Une fois collecté, le fer de réduction directe sera exploité par GravitHy de deux manières différentes. « Il sera utilisé sur place comme matière première pour la fabrication d’acier vert ou commercialisé au niveau mondial sous la forme de (briquette) ». GravitHy ne précise cependant pas la proportion de chaque issue. L’usine de Fos-sur-Mer, la première du projet, permettra selon ses fondateurs d’éviter jusqu’à quatre millions de tonnes de CO² par an, soit 5% des émissions industrielles françaises. Sa construction commencera en 2024 – la localisation précise du site n’a pas été révélée – pour un début d’exploitation attendu en 2027 « sous réserve des autorisations réglementaires requises », tempère l’incubateur européen. « Il est temps de remplacer les anciens hauts fourneaux par des DRI produits à partir d’hydrogène (…) combinés à des fours à arc électrique », estime Karine Vernier. Si l’initiative GravitHy est à la pointe, elle n’est toutefois pas inédite.
Acier vert : ArcelorMittal est aussi sur le coup
GravitHy s’attaque à un marché récent, mais déjà trusté par plusieurs industriels d’envergure à l’échelle mondiale. Le groupe ArcelorMittal (76,6 milliards de CA annoncé en 2021) en fait partie. Face à l’urgence climatique, il a récemment lancé une stratégie de production d’acier bas carbone, lui aussi à partir d’hydrogène. Une ambition que le groupe porte à l’international, mais aussi dans l’Hexagone, à Dunkerque et Fos-sur-Mer, avec des projets chiffrés à 1,7 milliard d’euros – un montant en partie couvert par l’État à travers le plan France 2030. Le sidérurgiste va en effet construire à Dunkerque une nouvelle « unité DRI » d’une capacité de 2,5 millions de tonnes. ArcelorMittal compte également installer un four électrique au cœur de son site de Fos-sur-Mer. Les dates des travaux ne sont toutefois pas connues. Les hauts fourneaux des grands sidérurgistes représentent 70% de la production mondiale d’acier, mais ils ne sont pas tous compatibles avec l’utilisation d’hydrogène. ArcelorMittal compte investir dix milliards d’ici 2030 pour verdir l’activité de ses sites de production européens et réduire ses émissions à hauteur de 40%.

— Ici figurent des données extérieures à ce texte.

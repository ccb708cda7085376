//! Text-to-value conversion for runtime parameters.
//!
//! Conversion never fails: text that does not parse yields the type's
//! fallback (zero, or `false`), like C's `atoi`/`atof`.

use core::fmt::{self, Write};

/// Value type storable in a `Parameter`.
///
/// Implemented for the common numeric types and `bool`; use
/// `#[derive(ParamValue)]` for unit-variant enums.
pub trait ParamValue: Copy + Send {
    /// Type hint shown in the parameter listing.
    const TYPE_NAME: &'static str;

    /// Convert an argument token, falling back to a defined default.
    fn from_token(token: &str) -> Self;

    /// Render the value (the right-hand side of `name=value`).
    fn write_value(&self, out: &mut dyn Write) -> fmt::Result;
}

macro_rules! impl_param_value {
    ($($ty:ty => $name:literal),* $(,)?) => {
        $(
            impl ParamValue for $ty {
                const TYPE_NAME: &'static str = $name;

                fn from_token(token: &str) -> Self {
                    token.trim().parse().unwrap_or_default()
                }

                fn write_value(&self, out: &mut dyn Write) -> fmt::Result {
                    write!(out, "{}", self)
                }
            }
        )*
    };
}

impl_param_value! {
    i32 => "i32",
    u32 => "u32",
    i64 => "i64",
    f32 => "f32",
    f64 => "f64",
}

impl ParamValue for bool {
    const TYPE_NAME: &'static str = "bool";

    /// `true`/`on`/`yes` or any non-zero integer.
    fn from_token(token: &str) -> Self {
        match token.trim() {
            "true" | "on" | "yes" => true,
            other => other.parse::<i64>().map(|n| n != 0).unwrap_or(false),
        }
    }

    fn write_value(&self, out: &mut dyn Write) -> fmt::Result {
        out.write_str(if *self { "true" } else { "false" })
    }
}
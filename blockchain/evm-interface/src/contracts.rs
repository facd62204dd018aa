use crate::common::client_trait::ContractCall;
use alloy_primitives::{Address, U256};
use alloy_sol_types::{sol, SolCall};
use common::network::ContractAddresses;

sol! {
    #[derive(Debug, PartialEq, Eq)]
    struct LoanStatus {
        uint256 principal;
        uint256 interest;
    }

    // Lending contract
    function loanAccounts(address account) external view returns (uint256 collateral);
    function getLoanStatus(address account) external view returns (LoanStatus[] loans);
    function depositCollateral() external payable;
    function borrowStableCoin(uint256 amount) external;
    function repayStableCoin(uint256 amount, uint256[] loanIndices) external;
    function withdrawCollateral(uint256 amount) external;
    function liquidate(address borrower) external;

    // Test token contract
    function balanceOf(address account) external view returns (uint256 balance);
    function approve(address spender, uint256 amount) external returns (bool approved);
    function faucet(address to, uint256 amount) external;
}

/// A contract call ready to be placed in a transaction
#[derive(Debug, Clone, PartialEq, Eq)]
pub struct EncodedCall {
    pub to: Address,
    pub data: Vec<u8>,
    pub value: U256,
}

impl ContractCall {
    /// ABI-encodes the call against the contracts deployed at `addresses`
    pub fn encode(&self, addresses: &ContractAddresses) -> EncodedCall {
        let lending = addresses.lending_contract;
        let token = addresses.token_contract;

        let (to, data, value) = match self {
            ContractCall::DepositCollateral { value } => {
                (lending, depositCollateralCall {}.abi_encode(), *value)
            }
            ContractCall::BorrowStableCoin { amount } => {
                (lending, borrowStableCoinCall { amount: *amount }.abi_encode(), U256::ZERO)
            }
            ContractCall::RepayStableCoin { amount, loan_indices } => {
                let call = repayStableCoinCall {
                    amount: *amount,
                    loanIndices: loan_indices.iter().map(|&index| U256::from(index)).collect(),
                };
                (lending, call.abi_encode(), U256::ZERO)
            }
            ContractCall::WithdrawCollateral { amount } => {
                (lending, withdrawCollateralCall { amount: *amount }.abi_encode(), U256::ZERO)
            }
            ContractCall::Liquidate { borrower } => {
                (lending, liquidateCall { borrower: *borrower }.abi_encode(), U256::ZERO)
            }
            ContractCall::Approve { spender, amount } => {
                (token, approveCall { spender: *spender, amount: *amount }.abi_encode(), U256::ZERO)
            }
            ContractCall::Faucet { recipient, amount } => {
                (token, faucetCall { to: *recipient, amount: *amount }.abi_encode(), U256::ZERO)
            }
        };

        EncodedCall { to, data, value }
    }
}

impl From<LoanStatus> for common::Loan {
    fn from(status: LoanStatus) -> Self {
        common::Loan { principal: status.principal, interest: status.interest }
    }
}
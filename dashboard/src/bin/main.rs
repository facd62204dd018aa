use anyhow::Result;
use dashboard::{create_router, Config, Dashboard};
use env_logger::Env;
use evm_interface::EvmClient;
use log::{info, warn};

#[tokio::main]
async fn main() -> Result<()> {
    env_logger::Builder::from_env(Env::default().default_filter_or("info")).init();

    let config = Config::from_env()?;
    if config.wallet_rpc_url.is_none() {
        warn!("WALLET_RPC_URL not set, connecting will report a missing wallet");
    }

    let client = EvmClient::new(config.wallet_rpc_url.as_deref())?
        .with_poll_interval(config.receipt_poll_interval);
    let app = create_router(Dashboard::new(client));

    let listener = tokio::net::TcpListener::bind(config.bind_addr).await?;
    info!("Dashboard listening on http://{}", config.bind_addr);
    axum::serve(listener, app).await?;

    Ok(())
}
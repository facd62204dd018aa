pub mod client;
pub mod common;
pub mod contracts;

pub use client::EvmClient;
pub use crate::common::client_trait::{ChainClient, ContractCall, Receipt, TxHandle};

GravitHy : un projet soutenu par l’Europe
Le consortium industriel initié par EIT InnoEnergy est soutenu par l’Institut européen d’innovation et de technologie (EIT) – un organe créé par l’Union européenne en 2008 pour « renforcer la capacité d’innovation de l’Europe ». Pour mener à bien le projet GravitHy, EIT InnoEnergy fournira ses services « d’accélération commerciale » par l’intermédiaire de l’European green hydrogen acceleration center (EGHAC). Cette structure entend développer une économie de l’hydrogène vert de 100 milliards d’euros par an d’ici 2025. « Le projet GravitHy est un jalon important, commente Thierry Breton, le commissaire européen au marché intérieur, il contribuera à notre objectif européen de produire 10 millions de tonnes d’hydrogène propre d’ici 2030 et à notre quête de résilience ». GravitHy aura pour défi principal de produire de l’acier vert tout en restant compétitif à l’échelle européenne et mondiale.